With all this in mind, here's our pitch for a Mariners-Pirates blockbuster:
- Mariners get:Â RHP Paul Skenes
- Pirates get:Â RHP Bryce Miller, SS Colt Emerson, C Harry Ford, RHP/LHP Jurrangelo Cijntje
For the Mariners, adding Skenes and going with a six-man rotation consisting of him, Castillo, Gilbert, Kirby, Miller, and Bryan Woo would be somewhere between excessive and wasteful. There would thus be some sense in Seattle sacrificing one of its incumbents in a deal for Skenes.
While Miller was having issues even before he landed on the IL with elbow inflammation, his injury is minor and it was just last year that he led all Seattle pitchers with 3.4 rWAR. As he is likewise controlled through 2029, he would more or less replace Skenes as the glue holding Pittsburgh's rotation together.
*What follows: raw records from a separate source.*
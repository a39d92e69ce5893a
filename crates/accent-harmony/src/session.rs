// SPDX-License-Identifier: MIT

//! Session — the caller-held palette state.
//!
//! Owns the base color, the rule, the last good base HSV and the four
//! accent slots. Every setter that actually changes the base or the rule
//! recalculates once; the slots stay editable in between.

use accent_color::{Hsv, Rgb};

use crate::engine::{HarmonyEngine, SLOTS};
use crate::error::HarmonyError;
use crate::options::EngineOptions;
use crate::rule::HarmonyRule;

/// Palette state for one base color and one harmony rule.
///
/// ```
/// use accent_color::Rgb;
/// use accent_harmony::{HarmonyRule, Session};
///
/// let mut session = Session::new(Rgb::new(1.0, 0.0, 0.0), HarmonyRule::Complementary);
/// let before = session.colors();
/// session.set_rule(HarmonyRule::Square);
/// assert_ne!(session.colors(), before);
/// ```
#[derive(Debug, Clone, PartialEq)]
pub struct Session {
    /// The base exactly as the caller last sent it.
    input: Rgb,
    base: Rgb,
    base_hsv: Hsv,
    rule: HarmonyRule,
    colors: [Rgb; SLOTS],
    engine: HarmonyEngine,
}

impl Session {
    /// Start a session with default engine options.
    #[must_use]
    pub fn new(base: Rgb, rule: HarmonyRule) -> Self {
        Self::with_options(base, rule, EngineOptions::default())
    }

    /// Start a session. The initial base seeds the remembered HSV; under
    /// Custom every slot starts as the base color.
    #[must_use]
    pub fn with_options(base: Rgb, rule: HarmonyRule, options: EngineOptions) -> Self {
        let mut session = Self {
            input: base,
            base,
            base_hsv: base.to_hsv(),
            rule,
            colors: [base; SLOTS],
            engine: HarmonyEngine::new(options),
        };
        session.recalculate();
        session
    }

    // ── Accessors ────────────────────────────────────────────────────────

    /// The base color as last corrected by the degeneracy guard.
    #[must_use]
    pub const fn base(&self) -> Rgb {
        self.base
    }

    /// The base color as the caller last sent it, before correction.
    #[must_use]
    pub const fn input(&self) -> Rgb {
        self.input
    }

    /// The remembered base HSV.
    #[must_use]
    pub const fn base_hsv(&self) -> Hsv {
        self.base_hsv
    }

    #[must_use]
    pub const fn rule(&self) -> HarmonyRule {
        self.rule
    }

    #[must_use]
    pub const fn colors(&self) -> [Rgb; SLOTS] {
        self.colors
    }

    /// One slot, or `None` past the fourth.
    #[must_use]
    pub fn color(&self, slot: usize) -> Option<Rgb> {
        self.colors.get(slot).copied()
    }

    #[must_use]
    pub const fn options(&self) -> &EngineOptions {
        self.engine.options()
    }

    // ── Mutation ─────────────────────────────────────────────────────────

    /// Change the base color. Returns `true` if it differed from the last
    /// color sent and the palette was recalculated.
    ///
    /// The comparison is against the caller's input, not the corrected
    /// [`base`](Self::base), which has been through a float round trip.
    pub fn set_base(&mut self, base: Rgb) -> bool {
        if base == self.input {
            return false;
        }
        self.input = base;
        self.recalculate();
        true
    }

    /// Parse and set the base color.
    ///
    /// # Errors
    ///
    /// [`HarmonyError::Color`] if `text` is not a recognized color.
    pub fn set_base_str(&mut self, text: &str) -> Result<bool, HarmonyError> {
        let base: Rgb = text.parse()?;
        Ok(self.set_base(base))
    }

    /// Change the rule. Returns `true` if it differed and the palette was
    /// recalculated.
    pub fn set_rule(&mut self, rule: HarmonyRule) -> bool {
        if rule == self.rule {
            return false;
        }
        self.rule = rule;
        self.recalculate();
        true
    }

    /// Replace the engine options and recalculate.
    pub fn set_options(&mut self, options: EngineOptions) {
        self.engine = HarmonyEngine::new(options);
        self.recalculate();
    }

    /// Overwrite one accent slot by hand. The edit lasts until the next
    /// base or rule change (forever under Custom).
    ///
    /// # Errors
    ///
    /// [`HarmonyError::SlotOutOfRange`] for `slot >= 4`.
    pub fn set_color(&mut self, slot: usize, color: Rgb) -> Result<(), HarmonyError> {
        let target = self
            .colors
            .get_mut(slot)
            .ok_or(HarmonyError::SlotOutOfRange(slot))?;
        *target = color;
        Ok(())
    }

    fn recalculate(&mut self) {
        let r = self
            .engine
            .recalculate(self.input, self.base_hsv, self.rule, self.colors);
        self.base = r.base;
        self.base_hsv = r.base_hsv;
        self.colors = r.colors;
    }
}

// ---------------------------------------------------------------------------
// Tests
// ---------------------------------------------------------------------------

#[cfg(test)]
mod tests {
    use super::*;
    use pretty_assertions::assert_eq;

    const RED: Rgb = Rgb::new(1.0, 0.0, 0.0);
    const TEAL: Rgb = Rgb::new(0.0, 0.5, 0.5);

    #[test]
    fn new_session_is_calculated() {
        let s = Session::new(RED, HarmonyRule::Shades);
        let v: Vec<f32> = s.colors().iter().map(|c| c.to_hsv().v).collect();
        // Shades at V=100: 75, 50, 25, 90 percent.
        for (got, want) in v.iter().zip([0.75, 0.5, 0.25, 0.9]) {
            assert!((got - want).abs() < 1e-4, "{v:?}");
        }
    }

    #[test]
    fn custom_session_starts_with_base() {
        let s = Session::new(TEAL, HarmonyRule::Custom);
        for c in s.colors() {
            assert!(c.approx_eq(TEAL, 1e-6), "{c:?}");
        }
    }

    #[test]
    fn unchanged_setters_do_not_recalculate() {
        let mut s = Session::new(RED, HarmonyRule::Triad);
        s.set_color(0, TEAL).unwrap();
        assert!(!s.set_rule(HarmonyRule::Triad));
        assert!(!s.set_base(RED));
        assert_eq!(s.color(0), Some(TEAL));
    }

    #[test]
    fn resending_the_same_base_keeps_edits() {
        // 8-bit blue that does not survive RGB → HSV → RGB bit for bit.
        let blue = Rgb::rgb8(5, 3, 254);
        let mut s = Session::new(RED, HarmonyRule::Complementary);
        assert!(s.set_base(blue));
        s.set_color(0, TEAL).unwrap();

        assert!(!s.set_base(blue));
        assert_eq!(s.color(0), Some(TEAL));
        assert_eq!(s.input(), blue);
    }

    #[test]
    fn resending_black_keeps_edits() {
        let mut s = Session::new(RED, HarmonyRule::Triad);
        assert!(s.set_base(Rgb::BLACK));
        s.set_color(3, TEAL).unwrap();

        assert!(!s.set_base(Rgb::BLACK));
        assert_eq!(s.color(3), Some(TEAL));
        assert_ne!(s.base(), Rgb::BLACK);
    }

    #[test]
    fn rule_change_overwrites_edits() {
        let mut s = Session::new(RED, HarmonyRule::Triad);
        s.set_color(0, TEAL).unwrap();
        assert!(s.set_rule(HarmonyRule::Square));
        assert_ne!(s.color(0), Some(TEAL));
    }

    #[test]
    fn custom_keeps_edits_across_base_changes() {
        let mut s = Session::new(RED, HarmonyRule::Analogous);
        s.set_rule(HarmonyRule::Custom);
        s.set_color(2, TEAL).unwrap();
        let held = s.colors();
        assert!(s.set_base(Rgb::new(0.2, 0.3, 0.9)));
        assert_eq!(s.colors(), held);
        assert!(s.set_base(Rgb::new(0.9, 0.9, 0.1)));
        assert_eq!(s.colors(), held);
    }

    #[test]
    fn black_base_falls_back_to_previous() {
        let mut s = Session::new(RED, HarmonyRule::Complementary);
        let remembered = s.base_hsv();
        s.set_base(Rgb::BLACK);
        assert_eq!(s.base_hsv(), remembered);
        assert_eq!(s.base(), remembered.to_rgb());
    }

    #[test]
    fn slot_out_of_range() {
        let mut s = Session::new(RED, HarmonyRule::Triad);
        assert_eq!(s.set_color(4, TEAL), Err(HarmonyError::SlotOutOfRange(4)));
        assert_eq!(s.color(4), None);
    }

    #[test]
    fn base_from_text() {
        let mut s = Session::new(RED, HarmonyRule::Triad);
        assert_eq!(s.set_base_str("#00ff00"), Ok(true));
        assert!(s.base().approx_eq(Rgb::new(0.0, 1.0, 0.0), 1e-6));
        assert!(matches!(s.set_base_str("nope"), Err(HarmonyError::Color(_))));
    }

    #[test]
    fn options_take_effect() {
        use crate::options::ClampPolicy;

        // S just under 91: Triad slot 0 steps to 100.5 without the clamp.
        let base = Hsv::from_degrees(10.0, 90.5, 80.0).to_rgb();
        let mut s = Session::new(base, HarmonyRule::Triad);
        assert!(s.colors()[0].is_in_gamut());

        let mut options = *s.options();
        options.clamp = ClampPolicy::Preserve;
        s.set_options(options);
        assert!(!s.colors()[0].is_in_gamut());
    }
}
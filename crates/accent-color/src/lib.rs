// SPDX-License-Identifier: MIT

//! # accent-color — color model for the accent palette engine
//!
//! - **[`color`]** — `Rgb` and `Hsv` (both normalized), the conversions
//!   between them, and the degrees/percent working units used by harmony rules
//! - **[`parse`]** — `#rrggbb`, `rgb()` and `hsv()` text input
//! - **[`error`]** — `ParseColorError`
//!
//! HSV → RGB is deliberately unclamped so out-of-range harmony output stays
//! observable; clamp with [`Rgb::clamped`].

pub mod color;
pub mod error;
pub mod parse;

pub use color::{Hsv, Rgb, hsv_to_rgb, rgb_to_hsv, wrap_degrees};
pub use error::ParseColorError;
pub use parse::parse_color;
For MLB Pipeline, Emerson, Ford, and Cijntje represent the Mariners' No. 1, No. 5, and No. 8 prospects, respectively. All three are also in the top 100, and each has helium right now.
Ford has been heating up at Triple-A Tacoma, while Emerson and the switch-pitching Cijntje have likewise been doing the same for High-A Everett. The former has a .998 OPS in May, while the latter has a 1.69 ERA in three starts this month.
Colt Emerson goes oppo 🌮
— MLB Pipeline (@MLBPipeline) May 19, 2025
The @Mariners' top-ranked prospect caps a three-hit performance with his third homer of the season for the High-A @EverettAquaSox: pic.twitter.com/1zQ0steOwd
This is obviously a lot for the Mariners to give up, but it also represents a sort of best-case scenario. Swapping out Miller for Skenes would be quite the upgrade, naturally. Otherwise, Ford is blocked at catcher by Cal Raleigh and Emerson is at least a year behind a fellow red-hot shortstop prospect in Cole Young. And as tantalizing as Cijntje's switch-pitching talent is in the abstract, he frankly isn't all that as a left-handed pitcher.
To be sure, we'd put the chances of the Bucs actually trading Skenes during the season somewhere in the 1-in-a-million range. But if that is where the wind ultimately pushes their sails, the Mariners need to be there to hail them about Skenes.